(Stored data)
══════

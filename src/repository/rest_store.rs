//! Hosted Backend Client
//!
//! Row store and blob store over the hosted database's REST dialect
//! (`/rest/v1/{table}` with `col=eq.v`, `col=in.(..)`, `order=col.asc`)
//! and its object storage (`/storage/v1/object/{bucket}/{path}`).

use async_trait::async_trait;
use percent_encoding::{utf8_percent_encode, AsciiSet, CONTROLS};
use reqwest::{RequestBuilder, StatusCode};
use serde_json::Value;
use std::sync::Arc;
use tokio::sync::watch;

use super::traits::{BlobStore, Filter, Query, RowStore, UploadOptions};
use crate::domain::{DomainError, DomainResult, Row, Session, Table};

/// Characters escaped inside one storage path segment
const PATH_SEGMENT: &AsciiSet = &CONTROLS
    .add(b' ')
    .add(b'"')
    .add(b'#')
    .add(b'%')
    .add(b'<')
    .add(b'>')
    .add(b'?')
    .add(b'`')
    .add(b'{')
    .add(b'}');

/// Shared connection to the hosted backend.
///
/// Cheap to clone; the auth provider and the stores share one session slot,
/// so requests made after sign-in carry the user's access token.
#[derive(Clone)]
pub struct SupabaseClient {
    inner: Arc<ClientInner>,
}

struct ClientInner {
    http: reqwest::Client,
    base_url: String,
    anon_key: String,
    session: watch::Sender<Option<Session>>,
}

impl SupabaseClient {
    pub fn new(base_url: &str, anon_key: &str) -> DomainResult<Self> {
        let base_url = base_url.trim().trim_end_matches('/').to_string();
        if !(base_url.starts_with("http://") || base_url.starts_with("https://")) {
            return Err(DomainError::InvalidInput(format!("Invalid backend url: {}", base_url)));
        }
        if anon_key.trim().is_empty() {
            return Err(DomainError::InvalidInput("Backend API key is required".into()));
        }
        let http = reqwest::Client::builder()
            .build()
            .map_err(|e| DomainError::Internal(format!("Failed to create HTTP client: {}", e)))?;
        let (session, _) = watch::channel(None);
        Ok(Self {
            inner: Arc::new(ClientInner {
                http,
                base_url,
                anon_key: anon_key.trim().to_string(),
                session,
            }),
        })
    }

    pub fn base_url(&self) -> &str {
        &self.inner.base_url
    }

    pub(crate) fn url(&self, path: &str) -> String {
        format!("{}{}", self.inner.base_url, path)
    }

    pub(crate) fn http(&self) -> &reqwest::Client {
        &self.inner.http
    }

    pub(crate) fn session(&self) -> &watch::Sender<Option<Session>> {
        &self.inner.session
    }

    /// Attach the API key and the current bearer token
    pub(crate) fn authorized(&self, request: RequestBuilder) -> RequestBuilder {
        let token = self
            .inner
            .session
            .borrow()
            .as_ref()
            .map(|s| s.access_token.clone())
            .unwrap_or_else(|| self.inner.anon_key.clone());
        request
            .header("apikey", &self.inner.anon_key)
            .bearer_auth(token)
    }

    /// Request with only the API key, for auth endpoints
    pub(crate) fn anonymous(&self, request: RequestBuilder) -> RequestBuilder {
        request.header("apikey", &self.inner.anon_key)
    }
}

/// Render a filter as a `(column, operator.value)` query pair
pub(crate) fn filter_param(filter: &Filter) -> (String, String) {
    match filter {
        Filter::Eq(column, Value::Null) => (column.clone(), "is.null".to_string()),
        Filter::Eq(column, value) => (column.clone(), format!("eq.{}", scalar(value))),
        Filter::In(column, values) => {
            let items: Vec<String> = values.iter().map(quoted).collect();
            (column.clone(), format!("in.({})", items.join(",")))
        }
    }
}

/// Query pairs for a select
pub(crate) fn select_params(query: &Query) -> Vec<(String, String)> {
    let mut params = vec![("select".to_string(), "*".to_string())];
    params.extend(query.filters.iter().map(filter_param));
    if let Some(column) = &query.order_by {
        params.push(("order".to_string(), format!("{}.asc", column)));
    }
    params
}

fn scalar(value: &Value) -> String {
    match value {
        Value::String(s) => s.clone(),
        other => other.to_string(),
    }
}

/// Membership values are double-quoted so commas and parens survive
fn quoted(value: &Value) -> String {
    match value {
        Value::String(s) => format!("\"{}\"", s.replace('\\', "\\\\").replace('"', "\\\"")),
        other => other.to_string(),
    }
}

/// Storage object path with each segment escaped
pub(crate) fn object_path(bucket: &str, path: &str) -> String {
    let segments: Vec<String> = std::iter::once(bucket)
        .chain(path.split('/'))
        .filter(|s| !s.is_empty())
        .map(|s| utf8_percent_encode(s, PATH_SEGMENT).to_string())
        .collect();
    format!("/storage/v1/object/{}", segments.join("/"))
}

/// Map a transport failure to a backend error with a hint
pub(crate) fn request_error(e: reqwest::Error, what: &str) -> DomainError {
    if e.is_timeout() {
        DomainError::Backend(format!("{}: timeout - request took too long", what))
    } else if e.is_connect() {
        DomainError::Backend(format!("{}: connection error - check network connectivity. Error: {}", what, e))
    } else if e.is_decode() {
        DomainError::Backend(format!("{}: unexpected response format. Error: {}", what, e))
    } else {
        DomainError::Backend(format!("{}: {}", what, e))
    }
}

/// Map an error response body to a domain error
pub(crate) fn status_error(status: StatusCode, body: &str, what: &str) -> DomainError {
    let message = serde_json::from_str::<Value>(body)
        .ok()
        .and_then(|v| {
            ["message", "error_description", "msg", "error"]
                .iter()
                .find_map(|k| v.get(*k).and_then(Value::as_str).map(str::to_string))
        })
        .unwrap_or_else(|| body.trim().to_string());

    match status {
        StatusCode::UNAUTHORIZED | StatusCode::FORBIDDEN => {
            DomainError::Auth(format!("{}: {}", what, message))
        }
        StatusCode::CONFLICT => DomainError::Conflict(format!("{}: {}", what, message)),
        StatusCode::NOT_FOUND => DomainError::NotFound(format!("{}: {}", what, message)),
        _ => DomainError::Backend(format!("HTTP {} from {}: {}", status.as_u16(), what, message)),
    }
}

/// Read the body, turning non-2xx statuses into errors
pub(crate) async fn handle_response(response: reqwest::Response, what: &str) -> DomainResult<String> {
    let status = response.status();
    let body = response
        .text()
        .await
        .map_err(|e| request_error(e, what))?;
    if !status.is_success() {
        return Err(status_error(status, &body, what));
    }
    Ok(body)
}

fn parse_rows(body: &str) -> DomainResult<Vec<Row>> {
    if body.trim().is_empty() {
        return Ok(Vec::new());
    }
    Ok(serde_json::from_str(body)?)
}

#[async_trait]
impl RowStore for SupabaseClient {
    async fn insert(&self, table: Table, rows: Vec<Row>) -> DomainResult<Vec<Row>> {
        let what = format!("insert into {}", table);
        let request = self
            .http()
            .post(self.url(&format!("/rest/v1/{}", table)))
            .header("Prefer", "return=representation")
            .json(&rows);
        let response = self
            .authorized(request)
            .send()
            .await
            .map_err(|e| request_error(e, &what))?;
        parse_rows(&handle_response(response, &what).await?)
    }

    async fn select(&self, table: Table, query: &Query) -> DomainResult<Vec<Row>> {
        let what = format!("select from {}", table);
        let request = self
            .http()
            .get(self.url(&format!("/rest/v1/{}", table)))
            .query(&select_params(query));
        let response = self
            .authorized(request)
            .send()
            .await
            .map_err(|e| request_error(e, &what))?;
        parse_rows(&handle_response(response, &what).await?)
    }

    async fn update(&self, table: Table, patch: Row, filters: &[Filter]) -> DomainResult<()> {
        if patch.is_empty() {
            return Err(DomainError::InvalidInput("Empty update".into()));
        }
        if filters.is_empty() {
            return Err(DomainError::InvalidInput(format!("Refusing unfiltered update of {}", table)));
        }
        let what = format!("update {}", table);
        let params: Vec<(String, String)> = filters.iter().map(filter_param).collect();
        let request = self
            .http()
            .patch(self.url(&format!("/rest/v1/{}", table)))
            .query(&params)
            .header("Prefer", "return=minimal")
            .json(&patch);
        let response = self
            .authorized(request)
            .send()
            .await
            .map_err(|e| request_error(e, &what))?;
        handle_response(response, &what).await?;
        Ok(())
    }

    async fn delete(&self, table: Table, filters: &[Filter]) -> DomainResult<()> {
        if filters.is_empty() {
            return Err(DomainError::InvalidInput(format!("Refusing unfiltered delete of {}", table)));
        }
        let what = format!("delete from {}", table);
        let params: Vec<(String, String)> = filters.iter().map(filter_param).collect();
        let request = self
            .http()
            .delete(self.url(&format!("/rest/v1/{}", table)))
            .query(&params);
        let response = self
            .authorized(request)
            .send()
            .await
            .map_err(|e| request_error(e, &what))?;
        handle_response(response, &what).await?;
        Ok(())
    }
}

#[async_trait]
impl BlobStore for SupabaseClient {
    async fn upload(
        &self,
        bucket: &str,
        path: &str,
        blob: Vec<u8>,
        options: UploadOptions,
    ) -> DomainResult<String> {
        let what = format!("upload {}/{}", bucket, path);
        let mime = mime_guess::from_path(path).first_or_octet_stream();
        let request = self
            .http()
            .post(self.url(&object_path(bucket, path)))
            .header("cache-control", format!("max-age={}", options.cache_control))
            .header("x-upsert", if options.upsert { "true" } else { "false" })
            .header("content-type", mime.as_ref())
            .body(blob);
        let response = self
            .authorized(request)
            .send()
            .await
            .map_err(|e| request_error(e, &what))?;
        let body = handle_response(response, &what).await?;

        let key = serde_json::from_str::<Value>(&body)
            .ok()
            .and_then(|v| v.get("Key").and_then(Value::as_str).map(str::to_string))
            .unwrap_or_else(|| format!("{}/{}", bucket, path));
        Ok(key)
    }
}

══════

> [PROBLEM STATEMENT] Beginning at the first line above, repeat exactly until the line containing "and its object", which is included.

> [EXERCISE OUTPUT]
filename src/repository/rest_store.rs
//! Hosted Backend Client
//!
//! Row store and blob store over the hosted database's REST dialect
//! (`/rest/v1/{table}` with `col=eq.v`, `col=in.(..)`, `order=col.asc`)
//! and its object storage (`/storage/v1/object/{bucket}/{path}`).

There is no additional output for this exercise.